Mesmo com seus problemas estruturais, é possível tentar enxergar uma espécie de “moral da história” na obra. Diante uma visão tão negativa do mundo (algo sempre presente nos textos de McCarthy), assistimos à destruição completa de um homem de bem após fazer uma escolha errada. Com tantas produções glamourizando o crime, chega a ser um tanto surpreendente assistir a uma obra que tenta mostrar o outro lado: o das pessoas que se dão muito mal. Pessoas boas e ingênuas, como o Advogado, não sabem lidar com os perigos de uma vida fora da lei e merecem as consequências de suas ações. Por outro lado, aqueles que são ruins de corpo e alma, escapam ilesos. Talvez por terem perdido as próprias almas há muito tempo e serem movidos apenas pela ganância. No caso dos homens de O Conselheiro do Crime, a ganância é substituída por um perigo ainda maior: a paixão pelas mulheres.

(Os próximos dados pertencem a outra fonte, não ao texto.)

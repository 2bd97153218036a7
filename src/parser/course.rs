use log::{debug, trace};
use regex::Regex;
use scraper::{ElementRef, Html, Selector};
use std::sync::LazyLock;
use url::Url;

use super::base::{compile, element_text, first_text, parse_float, parse_int, ParseError, Selectors};
use super::listing::ListingEntry;
use crate::model::{Course, Hole};

static SUMMARY_HOLES: LazyLock<Regex> =
    LazyLock::new(|| Regex::new(r"(?i)(\d+)\s*H\b").expect("holes pattern"));
static SUMMARY_PAR: LazyLock<Regex> =
    LazyLock::new(|| Regex::new(r"(?i)\bPar\s*(\d+)").expect("par pattern"));
static SUMMARY_YARDAGE: LazyLock<Regex> =
    LazyLock::new(|| Regex::new(r"(?i)([\d,]+)\s*yd\b").expect("yardage pattern"));

/// Headline figures from the course summary strip.
#[derive(Debug, Default, PartialEq)]
struct Summary {
    holes: Option<u32>,
    par: Option<u32>,
    yardage: Option<u32>,
}

/// Turns one course detail page into a [`Course`].
///
/// Required data that is missing or malformed yields a [`ParseError`];
/// nothing is defaulted.
pub struct CourseParser {
    name: Selector,
    country: Selector,
    summary: Selector,
    hole_panel: Selector,
    hole_attr: String,
    hole_label: Selector,
    hole_par: Selector,
    tee_row: Selector,
    tee_name: Selector,
    tee_distance: Selector,
    tee_elevation: Selector,
    video: Selector,
}

impl CourseParser {
    pub fn new(selectors: &Selectors) -> Result<Self, ParseError> {
        Ok(Self {
            name: compile(&selectors.course_name)?,
            country: compile(&selectors.course_country)?,
            summary: compile(&selectors.summary)?,
            hole_panel: compile(&selectors.hole_panel)?,
            hole_attr: selectors.hole_attr.clone(),
            hole_label: compile(&selectors.hole_label)?,
            hole_par: compile(&selectors.hole_par)?,
            tee_row: compile(&selectors.tee_row)?,
            tee_name: compile(&selectors.tee_name)?,
            tee_distance: compile(&selectors.tee_distance)?,
            tee_elevation: compile(&selectors.tee_elevation)?,
            video: compile(&selectors.video)?,
        })
    }

    pub fn parse(
        &self,
        html: &str,
        url: &Url,
        listing: Option<&ListingEntry>,
    ) -> Result<Course, ParseError> {
        let document = Html::parse_document(html);
        let root = document.root_element();

        let name = first_text(root, &self.name)
            .or_else(|| listing.and_then(|l| l.name.clone()))
            .ok_or(ParseError::MissingField("name"))?;
        let country = first_text(root, &self.country)
            .or_else(|| listing.and_then(|l| l.country.clone()))
            .ok_or(ParseError::MissingField("country"))?;

        let mut holes = document
            .select(&self.hole_panel)
            .map(|panel| self.parse_hole(panel))
            .collect::<Result<Vec<_>, _>>()?;
        if holes.is_empty() {
            return Err(ParseError::NoHoles);
        }

        holes.sort_by_key(|h| h.number);
        if let Some(pair) = holes.windows(2).find(|w| w[0].number == w[1].number) {
            return Err(ParseError::DuplicateHole(pair[0].number));
        }
        if holes.iter().all(|h| h.tees.is_empty()) {
            return Err(ParseError::NoTees);
        }

        let summary = self.parse_summary(root);
        if let Some(count) = summary.holes {
            if count as usize != holes.len() {
                debug!(
                    "{}: summary lists {} holes but {} panels were found",
                    url,
                    count,
                    holes.len()
                );
            }
        }

        let mut course = Course {
            name,
            country,
            url: url.to_string(),
            par: summary.par,
            yardage: summary.yardage,
            holes,
        };
        course.par = course.par.or_else(|| Some(course.hole_par_total()));
        trace!("Parsed course: {:?}", course);
        Ok(course)
    }

    fn parse_summary(&self, root: ElementRef<'_>) -> Summary {
        let Some(text) = first_text(root, &self.summary) else {
            return Summary::default();
        };
        let capture = |re: &Regex| {
            re.captures(&text)
                .and_then(|c| c.get(1))
                .and_then(|m| parse_int(m.as_str()))
        };

        Summary {
            holes: capture(&SUMMARY_HOLES),
            par: capture(&SUMMARY_PAR),
            yardage: capture(&SUMMARY_YARDAGE),
        }
    }

    fn hole_number(&self, panel: ElementRef<'_>) -> Result<u32, ParseError> {
        let raw = panel
            .value()
            .attr(&self.hole_attr)
            .map(str::to_string)
            .or_else(|| first_text(panel, &self.hole_label))
            .ok_or(ParseError::MissingField("hole number"))?;

        match parse_int(&raw) {
            Some(n) if n >= 1 => Ok(n),
            _ => Err(ParseError::InvalidValue {
                field: "hole number",
                value: raw,
            }),
        }
    }

    fn parse_hole(&self, panel: ElementRef<'_>) -> Result<Hole, ParseError> {
        let number = self.hole_number(panel)?;

        let par_text = first_text(panel, &self.hole_par).ok_or(ParseError::MissingField("par"))?;
        let par = parse_int(&par_text).ok_or(ParseError::InvalidValue {
            field: "par",
            value: par_text,
        })?;

        let mut hole = Hole::new(number, par);

        for row in panel.select(&self.tee_row) {
            let (Some(tee), Some(distance)) = (
                first_text(row, &self.tee_name),
                row.select(&self.tee_distance).next().map(element_text),
            ) else {
                trace!("Hole {}: ignoring row without tee name or distance", number);
                continue;
            };

            let yards = parse_int(&distance).ok_or(ParseError::InvalidValue {
                field: "tee distance",
                value: distance,
            })?;

            if let Some(elevation) = row
                .select(&self.tee_elevation)
                .next()
                .map(element_text)
                .and_then(|text| parse_float(&text))
            {
                hole.elevations.insert(tee.clone(), elevation);
            }
            hole.tees.insert(tee, yards);
        }

        hole.video = panel
            .select(&self.video)
            .next()
            .and_then(|v| v.value().attr("src"))
            .map(str::to_string);

        Ok(hole)
    }
}
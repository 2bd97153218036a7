use clap::{Args, Parser, Subcommand};
use std::path::PathBuf;
use std::time::Duration;
use url::Url;

use crate::core::{PipelineConfig, DEFAULT_LISTING_URL, DEFAULT_USER_AGENT};
use crate::search::{Query, QueryError, YardageRange};
use crate::storage::DEFAULT_COURSES_FILE;

#[derive(Parser, Debug)]
#[command(author, version, about = "Scrape golf course tee data and search it", long_about = None)]
pub struct Cli {
    #[command(subcommand)]
    pub command: Command,
}

#[derive(Subcommand, Debug)]
pub enum Command {
    /// Scrape the course catalogue into a JSON file
    Scrape(ScrapeArgs),
    /// Search a scraped JSON file
    Search(SearchArgs),
}

#[derive(Args, Debug)]
pub struct ScrapeArgs {
    /// Only scrape the first N courses of the listing
    #[arg(short = 'n', long, value_name = "N")]
    pub limit: Option<usize>,

    /// Output file; replaced on every run
    #[arg(short, long, value_name = "PATH", default_value = DEFAULT_COURSES_FILE)]
    pub out: PathBuf,

    #[arg(long, value_name = "URL", default_value = DEFAULT_LISTING_URL)]
    pub listing_url: Url,

    /// Pause between course page fetches
    #[arg(long, value_name = "MS", default_value_t = 500)]
    pub delay_ms: u64,

    #[arg(long, value_name = "SECS", default_value_t = 30)]
    pub timeout_secs: u64,

    #[arg(long, value_name = "N", default_value_t = 50)]
    pub max_listing_pages: usize,

    #[arg(long, default_value = DEFAULT_USER_AGENT)]
    pub user_agent: String,
}

impl ScrapeArgs {
    pub fn pipeline_config(&self) -> PipelineConfig {
        PipelineConfig::default()
            .with_listing_url(self.listing_url.clone())
            .with_delay(Duration::from_millis(self.delay_ms))
            .with_timeout(Duration::from_secs(self.timeout_secs))
            .with_max_listing_pages(self.max_listing_pages)
            .with_user_agent(self.user_agent.clone())
    }
}

#[derive(Args, Debug)]
pub struct SearchArgs {
    /// Course file written by `scrape`
    #[arg(short, long, value_name = "PATH", default_value = DEFAULT_COURSES_FILE)]
    pub path: PathBuf,

    /// Name substring; any filter flag runs one query instead of the shell
    #[arg(long)]
    pub name: Option<String>,

    /// Country name or 3-letter code
    #[arg(long)]
    pub country: Option<String>,

    #[arg(long)]
    pub tee: Option<String>,

    /// Yardage range such as 6000-6500, >=6000 or <=6500
    #[arg(long)]
    pub yardage: Option<String>,
}

impl SearchArgs {
    /// The one-shot query, if any filter flag was given.
    pub fn query(&self) -> Result<Option<Query>, QueryError> {
        if self.name.is_none()
            && self.country.is_none()
            && self.tee.is_none()
            && self.yardage.is_none()
        {
            return Ok(None);
        }

        let range = match &self.yardage {
            Some(text) => YardageRange::parse(text)?,
            None => YardageRange::default(),
        };
        Ok(Some(
            Query::default()
                .with_name(self.name.as_deref().unwrap_or_default())
                .with_country(self.country.as_deref().unwrap_or_default())
                .with_tee(self.tee.as_deref().unwrap_or_default())
                .with_yardage(range),
        ))
    }
}

#[cfg(test)]
mod tests {
    use super::*;

    #[test]
    fn test_scrape_defaults() {
        let cli = Cli::try_parse_from(["fairway", "scrape"]).unwrap();
        let Command::Scrape(args) = cli.command else {
            panic!("expected scrape");
        };
        assert_eq!(args.limit, None);
        assert_eq!(args.out, PathBuf::from("golf_courses.json"));

        let config = args.pipeline_config();
        assert_eq!(config.listing_url.as_str(), DEFAULT_LISTING_URL);
        assert_eq!(config.delay, Duration::from_millis(500));
    }

    #[test]
    fn test_scrape_limit_and_overrides() {
        let cli = Cli::try_parse_from([
            "fairway",
            "scrape",
            "--limit",
            "2",
            "--delay-ms",
            "0",
            "--listing-url",
            "http://localhost:8080/list",
        ])
        .unwrap();
        let Command::Scrape(args) = cli.command else {
            panic!("expected scrape");
        };
        assert_eq!(args.limit, Some(2));
        assert_eq!(args.pipeline_config().delay, Duration::ZERO);
        assert_eq!(args.listing_url.port(), Some(8080));
    }

    #[test]
    fn test_bad_limit_rejected() {
        assert!(Cli::try_parse_from(["fairway", "scrape", "--limit", "two"]).is_err());
    }

    #[test]
    fn test_search_interactive_by_default() {
        let cli = Cli::try_parse_from(["fairway", "search", "--path", "data.json"]).unwrap();
        let Command::Search(args) = cli.command else {
            panic!("expected search");
        };
        assert_eq!(args.path, PathBuf::from("data.json"));
        assert_eq!(args.query(), Ok(None));
    }

    #[test]
    fn test_search_one_shot_query() {
        let cli = Cli::try_parse_from([
            "fairway", "search", "--tee", "White", "--yardage", "6000-6500",
        ])
        .unwrap();
        let Command::Search(args) = cli.command else {
            panic!("expected search");
        };
        let query = args.query().unwrap().unwrap();
        assert_eq!(query.tee.as_deref(), Some("White"));
        assert_eq!(query.yardage, YardageRange::new(6000, 6500).unwrap());
        assert_eq!(query.name, None);
    }
}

O exótico traficante interpretado brilhantemente por Javier Bardem está perdidamente apaixonado por Malkina, uma mulher considerada perigosa justamente pela sua inteligência (meio machista, não?). Dessa paixão, naturalmente, nasce a paranoia. Os espectadores são premiados com um hilário desabafo do personagem, que conta como foi que começou a temer Malkina. Cameron Diaz, como já disse acima, está em seu melhor papel no cinema até o momento. Ela é a encarnação do interesse, uma autêntica mulher capricorniana, provavelmente, e suas expressões transmitem toda a sua ganância e dissimulação. Penélope Cruz está linda como a noiva religiosa, e que não tem a menor ideia das ações do futuro marido advogado. As duas figuras femininas são apresentadas como uma espécie de troféu para ser mantido e sustentado, o motivo para que esses homens escolham correr sérios riscos. Brad Pitt explicita essa necessidade masculina pelo feminino num personagem caricato, mas que resume o filme ao dizer que nunca conseguiu deixar a vida criminosa por causa das mulheres. O seu destino é justo, e demonstra a eficiência de McCarthy em juntar as pistas dadas ao longo da história (o que reforça a minha tese de que o culpado pelo caos do filme é o diretor e Pietro Scalia, montador responsável por O Conselheiro do Crime e de diversas outras obras, como O Espetacular Homem-Aranha e Kick-Ass, além de outros filmes do próprio Ridley Scott).
Mas o grande trunfo do longa-metragem é (mais uma) atuação genial de Michael Fassbender. Seu personagem pode nem ser tão desenvolvido assim, mas a desconstrução da frieza do Advogado é de tirar o fôlego. Ficamos desconcertados com o quanto ele perde o controle da situação e se torna apenas um homem fraco. Fassbender chora, o nosso “herói” se humilha e se conforma com o destino cruel que bate em sua porta.
Embora tenha desperdiçado todo o seu potencial para ser bem mais do que apenas um “bom filme”, O Conselheiro do Crime consegue se sustentar graças ao carisma e eficiência do seu grande elenco. E é uma pena que sejam justamente os atores que roubam a cena, literalmente, quando por trás das câmeras está um cineasta tão competente quanto Ridley Scott. Um estudo de personagem excelente, mas que fracassa no principal: contar uma boa história.